■ How to complete this task
Narrow the data below down to the lines containing "IdentityRecord".

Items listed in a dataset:
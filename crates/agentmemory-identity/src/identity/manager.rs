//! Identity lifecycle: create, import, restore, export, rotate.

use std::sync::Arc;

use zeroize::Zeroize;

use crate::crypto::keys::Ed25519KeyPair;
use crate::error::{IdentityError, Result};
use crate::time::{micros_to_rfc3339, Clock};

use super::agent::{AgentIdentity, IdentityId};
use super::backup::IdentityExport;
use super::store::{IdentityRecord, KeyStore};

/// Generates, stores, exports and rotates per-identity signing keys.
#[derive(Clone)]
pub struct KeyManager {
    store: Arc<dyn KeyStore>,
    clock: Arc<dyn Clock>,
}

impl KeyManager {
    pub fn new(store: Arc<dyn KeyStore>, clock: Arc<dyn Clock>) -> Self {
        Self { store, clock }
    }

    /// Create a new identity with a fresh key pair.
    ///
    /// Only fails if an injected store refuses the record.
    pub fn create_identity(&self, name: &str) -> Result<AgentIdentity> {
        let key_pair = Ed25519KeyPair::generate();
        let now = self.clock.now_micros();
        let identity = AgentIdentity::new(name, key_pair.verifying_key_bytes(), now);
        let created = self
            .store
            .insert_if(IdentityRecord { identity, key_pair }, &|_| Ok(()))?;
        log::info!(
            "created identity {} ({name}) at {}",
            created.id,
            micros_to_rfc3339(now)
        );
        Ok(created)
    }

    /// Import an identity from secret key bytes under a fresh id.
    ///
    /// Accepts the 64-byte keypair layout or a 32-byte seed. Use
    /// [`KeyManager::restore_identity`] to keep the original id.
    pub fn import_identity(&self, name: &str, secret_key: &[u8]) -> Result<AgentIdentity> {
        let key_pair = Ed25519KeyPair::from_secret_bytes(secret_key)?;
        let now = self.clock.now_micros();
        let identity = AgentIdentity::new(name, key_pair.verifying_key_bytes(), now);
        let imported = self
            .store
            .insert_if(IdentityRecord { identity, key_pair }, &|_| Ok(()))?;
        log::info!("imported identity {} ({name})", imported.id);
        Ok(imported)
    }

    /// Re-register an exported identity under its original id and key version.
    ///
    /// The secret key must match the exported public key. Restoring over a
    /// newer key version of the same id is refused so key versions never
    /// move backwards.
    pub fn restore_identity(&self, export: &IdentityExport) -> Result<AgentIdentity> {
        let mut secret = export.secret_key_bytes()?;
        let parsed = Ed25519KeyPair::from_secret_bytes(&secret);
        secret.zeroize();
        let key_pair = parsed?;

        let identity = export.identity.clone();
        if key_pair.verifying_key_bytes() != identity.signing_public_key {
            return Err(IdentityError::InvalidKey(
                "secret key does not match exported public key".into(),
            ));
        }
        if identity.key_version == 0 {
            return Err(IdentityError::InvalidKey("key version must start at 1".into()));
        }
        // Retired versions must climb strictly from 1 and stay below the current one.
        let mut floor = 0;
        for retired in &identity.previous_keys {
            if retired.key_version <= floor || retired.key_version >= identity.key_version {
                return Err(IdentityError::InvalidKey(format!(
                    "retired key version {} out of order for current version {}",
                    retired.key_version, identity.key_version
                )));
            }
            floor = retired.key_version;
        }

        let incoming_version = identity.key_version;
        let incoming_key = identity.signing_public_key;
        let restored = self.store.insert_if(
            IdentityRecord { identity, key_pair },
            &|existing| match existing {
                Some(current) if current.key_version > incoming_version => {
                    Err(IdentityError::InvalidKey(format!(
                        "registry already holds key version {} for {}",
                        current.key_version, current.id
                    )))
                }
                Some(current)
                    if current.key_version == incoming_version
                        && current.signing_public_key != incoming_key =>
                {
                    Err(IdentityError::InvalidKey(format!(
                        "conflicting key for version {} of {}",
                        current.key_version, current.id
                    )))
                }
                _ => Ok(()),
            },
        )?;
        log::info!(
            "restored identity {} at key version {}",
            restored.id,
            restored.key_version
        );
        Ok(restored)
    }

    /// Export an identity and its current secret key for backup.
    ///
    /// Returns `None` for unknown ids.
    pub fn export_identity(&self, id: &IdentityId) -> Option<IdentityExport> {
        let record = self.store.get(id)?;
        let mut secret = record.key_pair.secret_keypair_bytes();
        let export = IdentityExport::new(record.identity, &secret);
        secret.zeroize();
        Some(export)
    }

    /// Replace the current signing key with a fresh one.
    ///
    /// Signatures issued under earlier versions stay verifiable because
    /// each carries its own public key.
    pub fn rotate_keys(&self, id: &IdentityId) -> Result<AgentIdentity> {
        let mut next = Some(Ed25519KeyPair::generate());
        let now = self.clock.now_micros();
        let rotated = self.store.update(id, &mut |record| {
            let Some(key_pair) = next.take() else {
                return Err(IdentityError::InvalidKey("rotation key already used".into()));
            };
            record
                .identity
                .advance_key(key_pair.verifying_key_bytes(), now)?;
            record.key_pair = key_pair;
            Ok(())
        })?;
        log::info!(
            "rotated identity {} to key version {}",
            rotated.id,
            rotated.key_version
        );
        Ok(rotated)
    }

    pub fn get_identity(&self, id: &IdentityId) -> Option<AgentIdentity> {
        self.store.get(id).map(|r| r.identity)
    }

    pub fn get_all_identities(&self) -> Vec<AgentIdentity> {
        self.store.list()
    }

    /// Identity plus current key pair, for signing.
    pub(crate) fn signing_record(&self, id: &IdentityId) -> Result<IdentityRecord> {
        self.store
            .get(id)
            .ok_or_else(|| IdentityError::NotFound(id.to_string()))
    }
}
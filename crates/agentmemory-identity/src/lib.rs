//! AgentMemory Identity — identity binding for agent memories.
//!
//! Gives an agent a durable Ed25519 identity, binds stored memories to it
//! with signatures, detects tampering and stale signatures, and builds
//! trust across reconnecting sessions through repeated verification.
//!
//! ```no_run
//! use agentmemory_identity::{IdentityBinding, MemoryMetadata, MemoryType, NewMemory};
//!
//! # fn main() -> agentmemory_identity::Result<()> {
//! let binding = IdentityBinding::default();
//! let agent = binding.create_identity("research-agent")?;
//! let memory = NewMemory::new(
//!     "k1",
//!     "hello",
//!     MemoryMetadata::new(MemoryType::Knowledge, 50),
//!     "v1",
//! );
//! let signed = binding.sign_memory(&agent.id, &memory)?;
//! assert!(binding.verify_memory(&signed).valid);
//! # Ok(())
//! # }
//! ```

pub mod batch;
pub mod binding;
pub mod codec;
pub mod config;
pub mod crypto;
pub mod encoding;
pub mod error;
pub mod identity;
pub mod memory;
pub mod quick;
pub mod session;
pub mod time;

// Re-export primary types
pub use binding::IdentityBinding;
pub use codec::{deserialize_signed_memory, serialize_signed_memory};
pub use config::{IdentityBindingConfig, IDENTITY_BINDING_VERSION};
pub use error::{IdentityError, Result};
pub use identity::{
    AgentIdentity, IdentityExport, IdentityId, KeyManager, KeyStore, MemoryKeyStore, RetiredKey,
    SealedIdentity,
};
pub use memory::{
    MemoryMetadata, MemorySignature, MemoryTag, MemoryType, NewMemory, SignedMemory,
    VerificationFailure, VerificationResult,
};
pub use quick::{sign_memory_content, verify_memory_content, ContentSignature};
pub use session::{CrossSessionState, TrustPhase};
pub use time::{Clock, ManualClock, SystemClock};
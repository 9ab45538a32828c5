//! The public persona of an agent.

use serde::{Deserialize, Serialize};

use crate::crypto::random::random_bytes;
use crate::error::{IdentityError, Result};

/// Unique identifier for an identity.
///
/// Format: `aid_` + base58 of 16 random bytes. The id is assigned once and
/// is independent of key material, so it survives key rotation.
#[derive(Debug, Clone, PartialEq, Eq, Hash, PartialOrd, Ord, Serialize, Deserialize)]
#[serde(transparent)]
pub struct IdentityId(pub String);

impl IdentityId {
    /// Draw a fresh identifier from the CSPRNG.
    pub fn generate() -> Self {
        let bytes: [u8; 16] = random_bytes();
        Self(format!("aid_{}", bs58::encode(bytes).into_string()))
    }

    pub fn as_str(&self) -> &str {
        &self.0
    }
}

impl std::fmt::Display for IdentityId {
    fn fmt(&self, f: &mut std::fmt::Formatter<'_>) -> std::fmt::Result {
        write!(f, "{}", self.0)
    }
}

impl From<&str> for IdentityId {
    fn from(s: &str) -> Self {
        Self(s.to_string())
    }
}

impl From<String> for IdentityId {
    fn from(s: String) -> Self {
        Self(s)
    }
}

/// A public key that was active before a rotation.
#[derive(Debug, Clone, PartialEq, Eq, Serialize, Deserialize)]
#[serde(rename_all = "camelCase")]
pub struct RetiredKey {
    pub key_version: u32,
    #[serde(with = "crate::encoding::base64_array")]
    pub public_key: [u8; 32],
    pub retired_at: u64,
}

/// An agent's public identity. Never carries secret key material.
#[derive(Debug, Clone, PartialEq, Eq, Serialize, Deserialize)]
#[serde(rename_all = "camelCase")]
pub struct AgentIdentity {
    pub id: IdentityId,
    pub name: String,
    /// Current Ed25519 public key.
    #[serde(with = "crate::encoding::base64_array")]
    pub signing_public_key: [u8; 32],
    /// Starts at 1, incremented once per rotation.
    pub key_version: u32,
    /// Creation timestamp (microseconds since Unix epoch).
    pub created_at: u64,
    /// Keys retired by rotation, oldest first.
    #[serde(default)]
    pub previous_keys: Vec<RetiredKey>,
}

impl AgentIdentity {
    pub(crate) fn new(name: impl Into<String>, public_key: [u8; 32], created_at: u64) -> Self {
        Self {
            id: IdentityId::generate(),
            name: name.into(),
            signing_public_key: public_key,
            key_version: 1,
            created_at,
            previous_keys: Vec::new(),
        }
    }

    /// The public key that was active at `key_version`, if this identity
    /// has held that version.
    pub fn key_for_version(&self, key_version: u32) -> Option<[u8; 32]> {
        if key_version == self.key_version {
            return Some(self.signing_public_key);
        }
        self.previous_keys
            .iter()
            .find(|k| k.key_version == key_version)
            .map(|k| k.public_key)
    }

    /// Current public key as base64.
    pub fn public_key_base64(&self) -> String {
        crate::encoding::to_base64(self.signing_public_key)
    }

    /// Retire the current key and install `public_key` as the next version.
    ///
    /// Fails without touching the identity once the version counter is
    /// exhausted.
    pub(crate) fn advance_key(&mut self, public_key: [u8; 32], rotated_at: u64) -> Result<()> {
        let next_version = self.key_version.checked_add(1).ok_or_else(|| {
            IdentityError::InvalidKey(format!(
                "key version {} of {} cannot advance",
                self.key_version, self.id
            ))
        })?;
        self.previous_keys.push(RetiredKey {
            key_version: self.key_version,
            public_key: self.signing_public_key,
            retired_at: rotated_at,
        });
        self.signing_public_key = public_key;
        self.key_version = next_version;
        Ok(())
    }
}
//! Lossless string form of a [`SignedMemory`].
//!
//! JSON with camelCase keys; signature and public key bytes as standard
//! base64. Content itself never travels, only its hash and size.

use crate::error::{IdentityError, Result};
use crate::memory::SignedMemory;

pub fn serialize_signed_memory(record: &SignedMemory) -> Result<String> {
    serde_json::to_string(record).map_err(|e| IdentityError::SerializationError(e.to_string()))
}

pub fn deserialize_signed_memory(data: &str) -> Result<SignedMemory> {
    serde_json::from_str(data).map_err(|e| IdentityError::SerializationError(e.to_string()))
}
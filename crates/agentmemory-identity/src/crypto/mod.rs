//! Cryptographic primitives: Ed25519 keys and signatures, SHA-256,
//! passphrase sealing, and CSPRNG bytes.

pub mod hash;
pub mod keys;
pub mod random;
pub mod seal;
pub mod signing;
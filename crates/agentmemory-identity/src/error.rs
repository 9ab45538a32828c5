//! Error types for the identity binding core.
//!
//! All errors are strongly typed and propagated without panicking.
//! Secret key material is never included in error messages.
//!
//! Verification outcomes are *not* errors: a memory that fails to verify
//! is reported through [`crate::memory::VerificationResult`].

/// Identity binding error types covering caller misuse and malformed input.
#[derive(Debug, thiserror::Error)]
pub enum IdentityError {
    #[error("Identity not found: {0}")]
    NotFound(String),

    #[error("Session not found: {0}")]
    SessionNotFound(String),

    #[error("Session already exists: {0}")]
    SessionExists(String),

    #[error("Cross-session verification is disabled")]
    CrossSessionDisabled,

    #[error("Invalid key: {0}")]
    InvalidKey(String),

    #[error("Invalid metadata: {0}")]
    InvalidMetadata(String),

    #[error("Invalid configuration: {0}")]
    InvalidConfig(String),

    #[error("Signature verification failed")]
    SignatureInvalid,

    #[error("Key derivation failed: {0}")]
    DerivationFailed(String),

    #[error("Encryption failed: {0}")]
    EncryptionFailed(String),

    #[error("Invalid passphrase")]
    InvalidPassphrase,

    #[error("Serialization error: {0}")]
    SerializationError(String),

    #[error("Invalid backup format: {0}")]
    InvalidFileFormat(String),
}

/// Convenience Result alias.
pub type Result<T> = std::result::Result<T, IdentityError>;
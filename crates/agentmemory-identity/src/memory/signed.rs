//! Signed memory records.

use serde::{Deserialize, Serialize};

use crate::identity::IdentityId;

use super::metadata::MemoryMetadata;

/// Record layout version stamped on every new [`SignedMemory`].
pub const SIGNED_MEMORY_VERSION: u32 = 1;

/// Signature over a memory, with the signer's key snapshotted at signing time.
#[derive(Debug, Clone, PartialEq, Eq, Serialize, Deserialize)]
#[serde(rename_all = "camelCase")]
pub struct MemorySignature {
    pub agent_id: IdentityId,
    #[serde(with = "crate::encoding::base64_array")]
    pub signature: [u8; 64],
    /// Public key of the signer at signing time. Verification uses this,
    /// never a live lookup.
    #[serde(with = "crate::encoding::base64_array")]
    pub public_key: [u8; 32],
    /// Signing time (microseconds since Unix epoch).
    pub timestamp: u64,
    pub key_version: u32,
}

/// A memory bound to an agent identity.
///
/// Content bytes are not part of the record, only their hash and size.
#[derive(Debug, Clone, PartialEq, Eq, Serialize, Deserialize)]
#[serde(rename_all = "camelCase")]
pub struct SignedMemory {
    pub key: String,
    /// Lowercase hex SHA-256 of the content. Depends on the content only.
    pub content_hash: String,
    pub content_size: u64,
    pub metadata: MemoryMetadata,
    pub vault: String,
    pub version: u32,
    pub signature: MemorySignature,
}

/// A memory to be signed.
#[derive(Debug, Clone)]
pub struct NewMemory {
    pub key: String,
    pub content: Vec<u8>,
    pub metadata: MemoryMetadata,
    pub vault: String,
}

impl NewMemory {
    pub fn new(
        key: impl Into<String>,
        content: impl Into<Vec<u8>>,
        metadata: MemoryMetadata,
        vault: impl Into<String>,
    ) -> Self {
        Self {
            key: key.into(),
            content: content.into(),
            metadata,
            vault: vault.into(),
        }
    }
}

■ Solution to this problem
use super::store::{IdentityRecord, KeyStore};
            .insert_if(IdentityRecord { identity, key_pair }, &|_| Ok(()))?;
            .insert_if(IdentityRecord { identity, key_pair }, &|_| Ok(()))?;
            IdentityRecord { identity, key_pair },
    pub(crate) fn signing_record(&self, id: &IdentityId) -> Result<IdentityRecord> {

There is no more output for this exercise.